Instructions to follow -> Starting at the top of the data and ending with the line that holds "use crate::models::TestResult;", transcribe each line exactly; include both ends.

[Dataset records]

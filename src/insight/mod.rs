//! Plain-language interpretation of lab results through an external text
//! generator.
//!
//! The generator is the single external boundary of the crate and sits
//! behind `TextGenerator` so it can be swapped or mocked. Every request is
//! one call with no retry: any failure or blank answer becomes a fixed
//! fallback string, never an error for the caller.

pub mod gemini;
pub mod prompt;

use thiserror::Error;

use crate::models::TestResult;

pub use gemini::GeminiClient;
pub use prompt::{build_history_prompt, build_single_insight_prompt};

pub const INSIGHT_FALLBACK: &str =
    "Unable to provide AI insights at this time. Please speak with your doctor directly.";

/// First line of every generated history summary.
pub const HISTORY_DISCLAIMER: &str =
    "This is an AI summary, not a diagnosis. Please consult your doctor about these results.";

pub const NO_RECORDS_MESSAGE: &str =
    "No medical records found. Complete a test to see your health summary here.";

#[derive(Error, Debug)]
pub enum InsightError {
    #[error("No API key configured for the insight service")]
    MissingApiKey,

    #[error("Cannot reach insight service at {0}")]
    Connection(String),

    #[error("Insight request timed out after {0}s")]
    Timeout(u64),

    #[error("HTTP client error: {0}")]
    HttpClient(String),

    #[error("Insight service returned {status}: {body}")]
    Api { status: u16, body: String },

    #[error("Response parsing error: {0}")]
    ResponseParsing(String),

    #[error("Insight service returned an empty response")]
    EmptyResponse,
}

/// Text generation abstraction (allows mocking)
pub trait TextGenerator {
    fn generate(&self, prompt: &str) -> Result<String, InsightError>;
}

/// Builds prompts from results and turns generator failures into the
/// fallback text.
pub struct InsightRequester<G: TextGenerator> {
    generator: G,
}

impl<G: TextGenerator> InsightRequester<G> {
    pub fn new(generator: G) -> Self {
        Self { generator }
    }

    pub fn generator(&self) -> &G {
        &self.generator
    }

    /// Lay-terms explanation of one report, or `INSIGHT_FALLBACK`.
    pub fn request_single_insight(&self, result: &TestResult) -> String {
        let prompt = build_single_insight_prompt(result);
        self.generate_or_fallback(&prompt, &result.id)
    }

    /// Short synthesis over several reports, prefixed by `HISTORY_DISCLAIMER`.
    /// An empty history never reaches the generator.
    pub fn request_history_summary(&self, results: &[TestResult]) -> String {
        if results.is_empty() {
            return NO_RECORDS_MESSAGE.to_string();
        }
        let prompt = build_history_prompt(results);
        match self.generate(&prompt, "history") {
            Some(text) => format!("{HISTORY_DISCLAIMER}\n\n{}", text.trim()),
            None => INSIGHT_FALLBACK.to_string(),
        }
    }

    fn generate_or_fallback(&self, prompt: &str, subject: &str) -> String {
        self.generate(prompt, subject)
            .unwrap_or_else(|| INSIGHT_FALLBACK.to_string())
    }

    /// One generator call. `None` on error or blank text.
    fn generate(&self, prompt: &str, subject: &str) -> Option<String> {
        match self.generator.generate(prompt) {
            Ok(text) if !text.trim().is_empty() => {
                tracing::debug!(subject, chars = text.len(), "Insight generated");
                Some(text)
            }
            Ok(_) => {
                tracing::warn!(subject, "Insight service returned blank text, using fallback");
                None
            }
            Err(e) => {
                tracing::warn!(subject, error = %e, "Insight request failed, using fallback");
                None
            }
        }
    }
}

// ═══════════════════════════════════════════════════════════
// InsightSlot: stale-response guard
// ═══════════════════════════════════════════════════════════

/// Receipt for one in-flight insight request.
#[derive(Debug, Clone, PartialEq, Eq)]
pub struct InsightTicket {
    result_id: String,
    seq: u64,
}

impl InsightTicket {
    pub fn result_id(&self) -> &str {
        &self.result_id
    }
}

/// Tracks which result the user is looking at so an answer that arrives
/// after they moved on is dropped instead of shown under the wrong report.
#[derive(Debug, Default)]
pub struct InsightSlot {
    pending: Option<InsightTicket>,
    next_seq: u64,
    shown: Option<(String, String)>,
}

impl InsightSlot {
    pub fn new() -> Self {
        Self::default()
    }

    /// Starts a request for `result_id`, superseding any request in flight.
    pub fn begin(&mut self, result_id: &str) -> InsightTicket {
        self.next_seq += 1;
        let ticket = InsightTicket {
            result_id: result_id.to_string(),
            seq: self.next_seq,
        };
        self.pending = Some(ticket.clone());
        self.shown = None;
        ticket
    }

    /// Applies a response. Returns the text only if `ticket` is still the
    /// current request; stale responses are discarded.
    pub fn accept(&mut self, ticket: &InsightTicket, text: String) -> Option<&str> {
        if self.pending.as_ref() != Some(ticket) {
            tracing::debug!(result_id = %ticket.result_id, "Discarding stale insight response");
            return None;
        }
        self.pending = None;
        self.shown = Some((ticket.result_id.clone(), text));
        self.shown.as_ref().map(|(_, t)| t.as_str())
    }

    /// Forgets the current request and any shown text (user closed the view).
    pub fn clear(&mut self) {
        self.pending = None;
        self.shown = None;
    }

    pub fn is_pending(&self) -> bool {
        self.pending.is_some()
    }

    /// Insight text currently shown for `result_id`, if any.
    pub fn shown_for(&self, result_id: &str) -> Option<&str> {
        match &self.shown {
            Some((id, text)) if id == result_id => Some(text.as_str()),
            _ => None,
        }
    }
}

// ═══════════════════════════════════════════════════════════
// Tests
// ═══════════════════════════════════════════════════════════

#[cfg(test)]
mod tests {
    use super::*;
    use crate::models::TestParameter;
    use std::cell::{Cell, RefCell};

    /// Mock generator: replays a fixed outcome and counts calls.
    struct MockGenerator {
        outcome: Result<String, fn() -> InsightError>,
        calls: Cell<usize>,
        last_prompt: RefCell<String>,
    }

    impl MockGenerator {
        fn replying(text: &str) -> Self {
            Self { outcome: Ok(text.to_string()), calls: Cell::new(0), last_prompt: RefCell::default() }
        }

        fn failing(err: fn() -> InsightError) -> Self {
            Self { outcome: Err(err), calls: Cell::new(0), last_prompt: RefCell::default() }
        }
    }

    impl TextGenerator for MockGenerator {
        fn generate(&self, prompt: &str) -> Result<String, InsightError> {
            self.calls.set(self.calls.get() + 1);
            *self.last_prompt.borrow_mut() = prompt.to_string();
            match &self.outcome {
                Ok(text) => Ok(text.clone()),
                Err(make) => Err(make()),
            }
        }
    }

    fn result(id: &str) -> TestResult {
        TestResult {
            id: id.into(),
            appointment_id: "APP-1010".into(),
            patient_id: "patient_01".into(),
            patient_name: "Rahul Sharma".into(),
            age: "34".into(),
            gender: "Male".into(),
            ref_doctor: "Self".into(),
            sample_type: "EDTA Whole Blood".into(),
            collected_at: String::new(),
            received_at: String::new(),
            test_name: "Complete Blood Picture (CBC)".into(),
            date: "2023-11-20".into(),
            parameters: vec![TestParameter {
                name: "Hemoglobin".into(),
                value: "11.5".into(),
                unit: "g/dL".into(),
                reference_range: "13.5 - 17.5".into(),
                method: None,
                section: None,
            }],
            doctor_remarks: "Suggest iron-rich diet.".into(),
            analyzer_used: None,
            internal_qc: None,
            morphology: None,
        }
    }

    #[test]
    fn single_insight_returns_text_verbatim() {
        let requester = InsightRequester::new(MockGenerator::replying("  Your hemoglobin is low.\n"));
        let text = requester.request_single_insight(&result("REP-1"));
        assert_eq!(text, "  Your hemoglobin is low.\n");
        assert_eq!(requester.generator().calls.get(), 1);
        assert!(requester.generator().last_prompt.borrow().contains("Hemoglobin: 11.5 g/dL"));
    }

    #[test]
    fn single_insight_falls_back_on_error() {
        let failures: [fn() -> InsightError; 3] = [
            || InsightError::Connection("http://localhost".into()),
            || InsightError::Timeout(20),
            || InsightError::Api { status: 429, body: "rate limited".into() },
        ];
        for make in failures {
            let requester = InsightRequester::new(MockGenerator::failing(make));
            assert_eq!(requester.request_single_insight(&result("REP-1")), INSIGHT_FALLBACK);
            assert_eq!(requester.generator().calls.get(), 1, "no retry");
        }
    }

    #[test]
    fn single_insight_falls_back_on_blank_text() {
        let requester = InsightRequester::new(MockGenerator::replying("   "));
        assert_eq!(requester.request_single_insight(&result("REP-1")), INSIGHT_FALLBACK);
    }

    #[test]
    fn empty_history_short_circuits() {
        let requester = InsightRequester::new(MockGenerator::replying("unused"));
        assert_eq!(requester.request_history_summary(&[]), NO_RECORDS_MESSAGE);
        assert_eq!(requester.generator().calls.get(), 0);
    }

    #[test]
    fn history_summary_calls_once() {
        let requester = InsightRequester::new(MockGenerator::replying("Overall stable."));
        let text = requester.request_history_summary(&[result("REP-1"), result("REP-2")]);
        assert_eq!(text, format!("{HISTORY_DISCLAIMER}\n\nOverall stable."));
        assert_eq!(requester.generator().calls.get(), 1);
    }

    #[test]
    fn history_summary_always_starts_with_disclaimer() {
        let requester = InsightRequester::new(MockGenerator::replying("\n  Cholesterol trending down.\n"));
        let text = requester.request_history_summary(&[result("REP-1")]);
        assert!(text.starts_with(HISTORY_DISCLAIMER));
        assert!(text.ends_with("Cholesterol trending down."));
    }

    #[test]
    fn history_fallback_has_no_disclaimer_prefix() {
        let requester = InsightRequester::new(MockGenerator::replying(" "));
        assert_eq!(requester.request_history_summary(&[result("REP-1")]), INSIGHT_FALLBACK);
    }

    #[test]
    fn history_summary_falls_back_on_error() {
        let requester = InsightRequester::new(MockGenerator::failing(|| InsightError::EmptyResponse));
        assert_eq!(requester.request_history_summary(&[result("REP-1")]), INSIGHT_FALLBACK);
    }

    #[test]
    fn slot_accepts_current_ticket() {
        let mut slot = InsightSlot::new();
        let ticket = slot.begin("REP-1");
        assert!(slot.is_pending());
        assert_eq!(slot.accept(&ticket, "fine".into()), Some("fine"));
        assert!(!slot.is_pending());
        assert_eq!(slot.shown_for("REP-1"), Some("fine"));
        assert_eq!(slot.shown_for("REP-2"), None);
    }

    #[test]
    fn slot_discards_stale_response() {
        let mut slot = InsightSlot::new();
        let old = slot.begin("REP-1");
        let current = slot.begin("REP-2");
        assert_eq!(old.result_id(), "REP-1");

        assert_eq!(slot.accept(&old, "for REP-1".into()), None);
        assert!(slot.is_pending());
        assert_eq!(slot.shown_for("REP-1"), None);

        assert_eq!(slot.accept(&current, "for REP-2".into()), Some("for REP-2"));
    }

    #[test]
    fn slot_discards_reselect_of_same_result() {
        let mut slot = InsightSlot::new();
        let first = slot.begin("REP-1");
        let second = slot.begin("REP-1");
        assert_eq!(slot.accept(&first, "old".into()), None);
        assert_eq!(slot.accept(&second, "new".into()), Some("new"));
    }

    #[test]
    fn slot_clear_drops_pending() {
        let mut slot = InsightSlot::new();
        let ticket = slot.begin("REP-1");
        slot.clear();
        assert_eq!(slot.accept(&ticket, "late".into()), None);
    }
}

Response ->
filename src/insight/mod.rs
//! Plain-language interpretation of lab results through an external text
//! generator.
//!
//! The generator is the single external boundary of the crate and sits
//! behind `TextGenerator` so it can be swapped or mocked. Every request is
//! one call with no retry: any failure or blank answer becomes a fixed
//! fallback string, never an error for the caller.

pub mod gemini;
pub mod prompt;

use thiserror::Error;

use crate::models::TestResult;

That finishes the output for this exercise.